Author Pete Dodd said: “Word of the mega-star’s unlikely visit spread like wildfire amongst the town’s youth and it seemed to act as a catalyst for everything that happened in its wake.
“His visit gave the town’s young people the confidence to form bands, set themselves up as music promoters and write to the stars of the day in a bid to persuade them to play in Chesterfield – a place previously untouched by touring schedules.”
The roster of artists that ended up performing in the wake of the Buddy Holly visit read like a who’s who of 1960s music: Jimi Hendrix, Pink Floyd, the Small Faces, The Kinks, Free, Bill Haley and scores of others shunned major UK cities to play Chesterfield.
But probably the town’s biggest coup was its pivotal role in getting multi-million selling star Joe Cocker his first record deal.
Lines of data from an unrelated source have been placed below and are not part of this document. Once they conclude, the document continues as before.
//! Nybble splitting, the XOR pre-filter, and the run tokenizer.
//!
//! The compressor walks the input as a stream of 4-bit nybbles, high half
//! first, and groups consecutive equal nybbles into runs of at most eight.
//! In XOR mode each input byte is first replaced by itself XORed with the
//! byte four positions earlier — one tile row back — which turns vertically
//! repetitive art into long runs of zero.

use crate::symbols::RUN_LENGTHS;
use oxitile_core::Result;

/// Distance of the XOR filter, in bytes: one row of a tile.
pub(crate) const XOR_STRIDE: usize = 4;

/// A single pass over the input, yielding `(value, length)` runs.
///
/// The scanner is consumed by [`RunScanner::for_each_run`]; the compressor
/// constructs a fresh one for each of its passes so the filter history and
/// the nybble flip-flop always start clean.
#[derive(Debug)]
pub(crate) struct RunScanner<'a> {
    input: &'a [u8],
    pos: usize,
    xor_mode: bool,
    /// Circular history of the last four pre-filter bytes.
    history: [u8; XOR_STRIDE],
    history_index: usize,
    current: u8,
    low_half: bool,
}

impl<'a> RunScanner<'a> {
    pub fn new(input: &'a [u8], xor_mode: bool) -> Self {
        Self {
            input,
            pos: 0,
            xor_mode,
            history: [0; XOR_STRIDE],
            history_index: 0,
            current: 0,
            low_half: false,
        }
    }

    /// Next input byte, passed through the XOR filter when enabled.
    ///
    /// The history always records the byte as read, not as filtered.
    fn next_byte(&mut self) -> Option<u8> {
        let raw = *self.input.get(self.pos)?;
        self.pos += 1;

        let previous = self.history[self.history_index];
        self.history[self.history_index] = raw;
        self.history_index = (self.history_index + 1) % XOR_STRIDE;

        Some(if self.xor_mode { raw ^ previous } else { raw })
    }

    fn next_nybble(&mut self) -> Option<u8> {
        if self.low_half {
            self.low_half = false;
            Some(self.current & 0xF)
        } else {
            self.current = self.next_byte()?;
            self.low_half = true;
            Some(self.current >> 4)
        }
    }

    /// Tokenize the whole input, handing each run to `emit`.
    ///
    /// A run ends when the next nybble differs or the length reaches eight;
    /// the final run is emitted when the input ends.
    pub fn for_each_run<F>(mut self, mut emit: F) -> Result<()>
    where
        F: FnMut(u8, u8) -> Result<()>,
    {
        let Some(first) = self.next_nybble() else {
            return Ok(());
        };

        let mut current = first;
        let mut run_length = 0u8;

        loop {
            run_length += 1;
            let previous = current;
            let next = self.next_nybble();

            if run_length == RUN_LENGTHS as u8 || next != Some(previous) {
                emit(previous, run_length)?;
                run_length = 0;
            }

            match next {
                Some(nybble) => current = nybble,
                None => return Ok(()),
            }
        }
    }
}
//! # OxiTile Core
//!
//! Core components for the OxiTile codec library.
//!
//! This crate provides the building blocks shared by the tile codecs:
//!
//! - [`bitstream`]: MSB-first bit-level I/O for variable-length codes
//! - [`error`]: Error types
//!
//! ## Architecture
//!
//! OxiTile is a layered stack:
//!
//! ```text
//! ┌──────────────────────────────────────────────┐
//! │ CLI                                          │
//! │     oxitile binary                           │
//! ├──────────────────────────────────────────────┤
//! │ Codec                                        │
//! │     Nemesis (run tokenizer + prefix codes)   │
//! ├──────────────────────────────────────────────┤
//! │ BitStream (this crate)                       │
//! │     BitReader/BitWriter, error types         │
//! └──────────────────────────────────────────────┘
//! ```

#![warn(missing_docs)]
#![warn(clippy::all)]
#![forbid(unsafe_code)]

pub mod bitstream;
pub mod error;

// Re-exports for convenience
pub use bitstream::{BitReader, BitWriter};
pub use error::{OxiTileError, Result};
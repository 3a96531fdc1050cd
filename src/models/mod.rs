// src/models/mod.rs

pub mod area;
pub mod assignment;
pub mod audit_response;
pub mod audit_template;
pub mod company;
pub mod question;
pub mod user;

use serde::{Deserialize, Deserializer, Serialize};

/// Query parameters for offset-paginated listings.
#[derive(Debug, Default, Deserialize)]
pub struct ListParams {
    pub skip: Option<i64>,
    /// Number of items to return (default: 100, max: 100).
    pub limit: Option<i64>,
}

impl ListParams {
    pub fn skip(&self) -> i64 {
        self.skip.unwrap_or(0).max(0)
    }

    pub fn limit(&self) -> i64 {
        self.limit.unwrap_or(100).clamp(1, 100)
    }
}

/// For patch fields that can be cleared: an absent key stays `None`
/// (through `#[serde(default)]`) while an explicit `null` becomes `Some(None)`.
pub(crate) fn double_option<'de, D, T>(deserializer: D) -> Result<Option<Option<T>>, D::Error>
where
    D: Deserializer<'de>,
    T: Deserialize<'de>,
{
    Option::<T>::deserialize(deserializer).map(Some)
}

/// A page of results plus the total number of matching rows.
#[derive(Debug, Serialize)]
pub struct Page<T> {
    pub data: Vec<T>,
    pub count: i64,
}
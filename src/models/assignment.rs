// src/models/assignment.rs

use serde::{Deserialize, Serialize};
use sqlx::FromRow;
use validator::Validate;

use crate::models::{double_option, question::AssignedQuestion};

#[derive(Debug, Clone, Copy, PartialEq, Eq, Serialize, Deserialize, sqlx::Type)]
#[sqlx(type_name = "assignment_status", rename_all = "SCREAMING_SNAKE_CASE")]
#[serde(rename_all = "SCREAMING_SNAKE_CASE")]
pub enum AssignmentStatus {
    Pending,
    InProgress,
    Completed,
    Overdue,
}

#[derive(Debug, Clone, Copy, PartialEq, Eq, Serialize, Deserialize, sqlx::Type)]
#[sqlx(type_name = "audit_periodicity", rename_all = "SCREAMING_SNAKE_CASE")]
#[serde(rename_all = "SCREAMING_SNAKE_CASE")]
pub enum Periodicity {
    OneTime,
    Daily,
    Weekly,
    Monthly,
    Quarterly,
    Annually,
}

/// Represents the 'audit_assignments' table.
/// One template handed to one company, optionally narrowed to an area.
#[derive(Debug, Clone, FromRow, Serialize)]
pub struct AuditAssignment {
    pub id: i64,
    pub title: String,
    pub description: Option<String>,
    pub due_date: Option<chrono::DateTime<chrono::Utc>>,
    pub status: AssignmentStatus,
    pub periodicity: Option<Periodicity>,
    pub next_due_date: Option<chrono::NaiveDate>,
    /// Visible to every member of the company regardless of area.
    pub is_public: bool,
    pub audit_template_id: i64,
    pub company_id: i64,
    pub area_id: Option<i64>,
    pub created_by_id: i64,
    pub created_at: chrono::DateTime<chrono::Utc>,
    pub updated_at: chrono::DateTime<chrono::Utc>,
}

/// An assignment with its frozen question snapshot.
#[derive(Debug, Serialize)]
pub struct AssignmentDetail {
    #[serde(flatten)]
    pub assignment: AuditAssignment,
    pub audit_type_definition_key: String,
    pub assigned_questions: Vec<AssignedQuestion>,
}

#[derive(Debug, Deserialize, Validate)]
pub struct CreateAssignmentRequest {
    #[validate(length(min = 1, max = 255))]
    pub title: String,
    #[validate(length(max = 5000))]
    pub description: Option<String>,
    pub due_date: Option<chrono::DateTime<chrono::Utc>>,
    pub periodicity: Option<Periodicity>,
    pub next_due_date: Option<chrono::NaiveDate>,
    #[serde(default)]
    pub is_public: bool,
    pub audit_template_id: i64,
    pub company_id: i64,
    pub area_id: Option<i64>,
}

/// Absent fields are left unchanged. An explicit `null` clears the due
/// dates, the periodicity or the area.
#[derive(Debug, Deserialize, Validate)]
pub struct UpdateAssignmentRequest {
    #[validate(length(min = 1, max = 255))]
    pub title: Option<String>,
    #[validate(length(max = 5000))]
    pub description: Option<String>,
    #[serde(default, deserialize_with = "double_option")]
    pub due_date: Option<Option<chrono::DateTime<chrono::Utc>>>,
    pub status: Option<AssignmentStatus>,
    #[serde(default, deserialize_with = "double_option")]
    pub periodicity: Option<Option<Periodicity>>,
    #[serde(default, deserialize_with = "double_option")]
    pub next_due_date: Option<Option<chrono::NaiveDate>>,
    #[serde(default, deserialize_with = "double_option")]
    pub area_id: Option<Option<i64>>,
    pub is_public: Option<bool>,
}

impl UpdateAssignmentRequest {
    pub fn is_empty(&self) -> bool {
        self.title.is_none()
            && self.description.is_none()
            && self.due_date.is_none()
            && self.status.is_none()
            && self.periodicity.is_none()
            && self.next_due_date.is_none()
            && self.area_id.is_none()
            && self.is_public.is_none()
    }
}
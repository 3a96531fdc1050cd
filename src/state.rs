use std::sync::Arc;

use crate::{audit_types::AuditTypeRegistry, config::Config};
use axum::extract::FromRef;
use sqlx::PgPool;

#[derive(Clone)]
pub struct AppState {
    pub pool: PgPool,
    pub config: Config,
    pub registry: Arc<AuditTypeRegistry>,
}

impl AppState {
    pub fn new(pool: PgPool, config: Config) -> Self {
        Self {
            pool,
            config,
            registry: Arc::new(AuditTypeRegistry::builtin()),
        }
    }
}

impl FromRef<AppState> for PgPool {
    fn from_ref(state: &AppState) -> Self {
        state.pool.clone()
    }
}

impl FromRef<AppState> for Config {
    fn from_ref(state: &AppState) -> Self {
        state.config.clone()
    }
}

impl FromRef<AppState> for Arc<AuditTypeRegistry> {
    fn from_ref(state: &AppState) -> Self {
        state.registry.clone()
    }
}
David McPhie – a local music promoter and record shop owner – helped him record the demo that scored his first hit.
He said: “Joe had became very depressed, being faced with sparse future bookings and no prospect of anything recording-wise on the horizon. He told me that if things didn’t improve radically in the next few weeks, he was going to disband the group and return to his former employment as a gas fitter.”
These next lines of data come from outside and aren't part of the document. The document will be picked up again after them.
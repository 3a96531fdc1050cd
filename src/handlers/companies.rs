// src/handlers/companies.rs

use axum::{
    Extension, Json,
    extract::{Path, Query, State},
    http::StatusCode,
    response::IntoResponse,
};
use sqlx::{PgPool, Postgres, QueryBuilder};
use validator::Validate;

use crate::{
    error::{AppError, map_write_error},
    models::{
        ListParams, Page,
        company::{Company, CreateCompanyRequest, UpdateCompanyRequest},
    },
    utils::{access::Viewer, html::clean_optional, jwt::Claims},
};

pub(crate) async fn fetch_company(pool: &PgPool, id: i64) -> Result<Company, AppError> {
    sqlx::query_as::<_, Company>("SELECT * FROM companies WHERE id = $1")
        .bind(id)
        .fetch_optional(pool)
        .await?
        .ok_or(AppError::NotFound("Company not found".to_string()))
}

/// Members read their own company; admins read any.
pub async fn get_company(
    State(pool): State<PgPool>,
    Extension(claims): Extension<Claims>,
    Path(id): Path<i64>,
) -> Result<impl IntoResponse, AppError> {
    let viewer = Viewer::load(&pool, &claims).await?;
    viewer.require_company(id)?;

    Ok(Json(fetch_company(&pool, id).await?))
}

/// Admin only.
pub async fn list_companies(
    State(pool): State<PgPool>,
    Query(params): Query<ListParams>,
) -> Result<impl IntoResponse, AppError> {
    let companies =
        sqlx::query_as::<_, Company>("SELECT * FROM companies ORDER BY name LIMIT $1 OFFSET $2")
            .bind(params.limit())
            .bind(params.skip())
            .fetch_all(&pool)
            .await?;

    let count = sqlx::query_scalar::<_, i64>("SELECT COUNT(*) FROM companies")
        .fetch_one(&pool)
        .await?;

    Ok(Json(Page { data: companies, count }))
}

/// Admin only.
pub async fn create_company(
    State(pool): State<PgPool>,
    Json(payload): Json<CreateCompanyRequest>,
) -> Result<impl IntoResponse, AppError> {
    payload.validate()?;

    let company = sqlx::query_as::<_, Company>(
        r#"
        INSERT INTO companies (name, details, is_demo)
        VALUES ($1, $2, $3)
        RETURNING *
        "#,
    )
    .bind(&payload.name)
    .bind(clean_optional(payload.details.as_deref()))
    .bind(payload.is_demo)
    .fetch_one(&pool)
    .await
    .map_err(|e| {
        map_write_error(e, || {
            format!("Company with name '{}' already exists", payload.name)
        })
    })?;

    tracing::info!(company_id = company.id, "Company created");

    Ok((StatusCode::CREATED, Json(company)))
}

/// Admin only.
pub async fn update_company(
    State(pool): State<PgPool>,
    Path(id): Path<i64>,
    Json(payload): Json<UpdateCompanyRequest>,
) -> Result<impl IntoResponse, AppError> {
    payload.validate()?;

    let mut builder: QueryBuilder<Postgres> = QueryBuilder::new("UPDATE companies SET ");
    let mut separated = builder.separated(", ");
    separated.push("updated_at = NOW()");

    if let Some(name) = &payload.name {
        separated.push("name = ");
        separated.push_bind_unseparated(name);
    }

    if let Some(details) = clean_optional(payload.details.as_deref()) {
        separated.push("details = ");
        separated.push_bind_unseparated(details);
    }

    if let Some(is_demo) = payload.is_demo {
        separated.push("is_demo = ");
        separated.push_bind_unseparated(is_demo);
    }

    builder.push(" WHERE id = ");
    builder.push_bind(id);
    builder.push(" RETURNING *");

    let company = builder
        .build_query_as::<Company>()
        .fetch_optional(&pool)
        .await
        .map_err(|e| map_write_error(e, || "A company with this name already exists".to_string()))?
        .ok_or(AppError::NotFound("Company not found".to_string()))?;

    Ok(Json(company))
}

/// Admin only. Refused while audit assignments still point at the company.
pub async fn delete_company(
    State(pool): State<PgPool>,
    Path(id): Path<i64>,
) -> Result<impl IntoResponse, AppError> {
    fetch_company(&pool, id).await?;

    let has_assignments = sqlx::query_scalar::<_, bool>(
        "SELECT EXISTS(SELECT 1 FROM audit_assignments WHERE company_id = $1)",
    )
    .bind(id)
    .fetch_one(&pool)
    .await?;

    if has_assignments {
        return Err(AppError::BadRequest(
            "Cannot delete a company that still has audit assignments".to_string(),
        ));
    }

    // Auditors and users cannot exist without a company.
    let has_members = sqlx::query_scalar::<_, bool>(
        "SELECT EXISTS(SELECT 1 FROM users WHERE company_id = $1 AND role <> 'ADMIN')",
    )
    .bind(id)
    .fetch_one(&pool)
    .await?;

    if has_members {
        return Err(AppError::BadRequest(
            "Cannot delete a company that still has users".to_string(),
        ));
    }

    sqlx::query("DELETE FROM companies WHERE id = $1")
        .bind(id)
        .execute(&pool)
        .await?;

    tracing::info!(company_id = id, "Company deleted");

    Ok(StatusCode::NO_CONTENT)
}
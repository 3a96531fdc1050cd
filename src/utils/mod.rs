pub mod access;
pub mod hash;
pub mod html;
pub mod jwt;
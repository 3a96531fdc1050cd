// src/utils/html.rs

/// Sanitises user-supplied free text (comments, descriptions) with ammonia's
/// whitelist: safe inline tags survive, scripts and event handlers do not.
pub fn clean_html(input: &str) -> String {
    ammonia::clean(input)
}

pub fn clean_optional(input: Option<&str>) -> Option<String> {
    input.map(clean_html)
}
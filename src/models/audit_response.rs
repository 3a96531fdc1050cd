// src/models/audit_response.rs

use serde::{Deserialize, Serialize};
use serde_json::Value;
use sqlx::{FromRow, types::Json};
use validator::Validate;

use crate::models::question::QuestionBody;

#[derive(Debug, Clone, Copy, PartialEq, Eq, Default, Serialize, Deserialize, sqlx::Type)]
#[sqlx(type_name = "response_status", rename_all = "SCREAMING_SNAKE_CASE")]
#[serde(rename_all = "SCREAMING_SNAKE_CASE")]
pub enum ResponseStatus {
    #[default]
    Draft,
    Submitted,
}

/// Represents the 'audit_responses' table.
/// `score` is only ever set while the status is SUBMITTED.
#[derive(Debug, Clone, FromRow, Serialize)]
pub struct AuditResponse {
    pub id: i64,
    pub audit_assignment_id: i64,
    pub auditor_id: i64,
    pub status: ResponseStatus,
    pub score: Option<f64>,
    pub overall_comments: Option<String>,
    pub photo_urls: Json<Vec<String>>,
    pub submission_date: Option<chrono::DateTime<chrono::Utc>>,
    pub created_at: chrono::DateTime<chrono::Utc>,
    pub updated_at: chrono::DateTime<chrono::Utc>,
}

/// Represents the 'answers' table.
#[derive(Debug, Clone, FromRow, Serialize)]
pub struct Answer {
    pub id: i64,
    pub audit_response_id: i64,
    pub assigned_question_id: i64,
    pub answer_value: Option<Value>,
    pub comments: Option<String>,
    pub photo_urls: Json<Vec<String>>,
    pub created_at: chrono::DateTime<chrono::Utc>,
    pub updated_at: chrono::DateTime<chrono::Utc>,
}

/// A response together with its answers.
#[derive(Debug, Serialize)]
pub struct ResponseDetail {
    #[serde(flatten)]
    pub response: AuditResponse,
    pub answers: Vec<Answer>,
}

/// An answer joined with the assigned question it answers: the input of
/// score calculation.
#[derive(Debug, Clone, PartialEq, FromRow)]
pub struct ScoredAnswer {
    pub answer_value: Option<Value>,
    #[sqlx(flatten)]
    pub question: QuestionBody,
}

fn validate_photo_urls(urls: &[String]) -> Result<(), validator::ValidationError> {
    if urls.len() > 20 {
        return Err(validator::ValidationError::new("too_many_photos"));
    }
    for raw in urls {
        if url::Url::parse(raw).is_err() {
            return Err(validator::ValidationError::new("invalid_photo_url"));
        }
    }
    Ok(())
}

/// One answer in a create/update payload.
#[derive(Debug, Clone, Deserialize, Validate)]
pub struct AnswerInput {
    pub assigned_question_id: i64,
    #[serde(default)]
    pub answer_value: Option<Value>,
    #[validate(length(max = 5000))]
    pub comments: Option<String>,
    #[validate(custom(function = validate_photo_urls))]
    pub photo_urls: Option<Vec<String>>,
}

#[derive(Debug, Deserialize, Validate)]
pub struct CreateResponseRequest {
    #[validate(length(max = 10000))]
    pub overall_comments: Option<String>,
    #[validate(custom(function = validate_photo_urls))]
    pub photo_urls: Option<Vec<String>>,
    #[serde(default)]
    pub status: ResponseStatus,
    #[serde(default)]
    #[validate(nested)]
    pub answers: Vec<AnswerInput>,
}

#[derive(Debug, Deserialize, Validate)]
pub struct UpdateResponseRequest {
    #[validate(length(max = 10000))]
    pub overall_comments: Option<String>,
    #[validate(custom(function = validate_photo_urls))]
    pub photo_urls: Option<Vec<String>>,
    pub status: Option<ResponseStatus>,
    #[validate(nested)]
    pub answers: Option<Vec<AnswerInput>>,
}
David told him that, one way or another, he would get him a recording contract, and the first step would be to make a demo recording to hawk around the major labels in London.
“So we arranged a day at our rented upstairs flat, above the hairdressers on the corner of Chatsworth Road and School Board Lane in Chesterfield. It was recorded on one of those old, chunky, reel-to-reel tape- recorders (a Ferrograph, I think), on Scotch tape, with a rudimentary mixer and a couple of microphones.”
Songs recorded included the Cocker/Stainton-penned ‘Marjorine’ which went on to become Joe’s first chart hit.
Pete Dodd – author of the ‘Dirty Stop Out’s Guide to 1960s Chesterfield’ – is founder of the Thompson Twins, a band originally spawned by the town that went on to enjoy worldwide success in the 1980s.
The ‘Dirty Stop Out’s Guide to 1960s Chesterfield’ is on sale now from www.dirtystopouts.com and all good bookshops at £13.95.
David McPhie will soon release his own book ‘Sounds in the Shadow of the Crooked Spire’.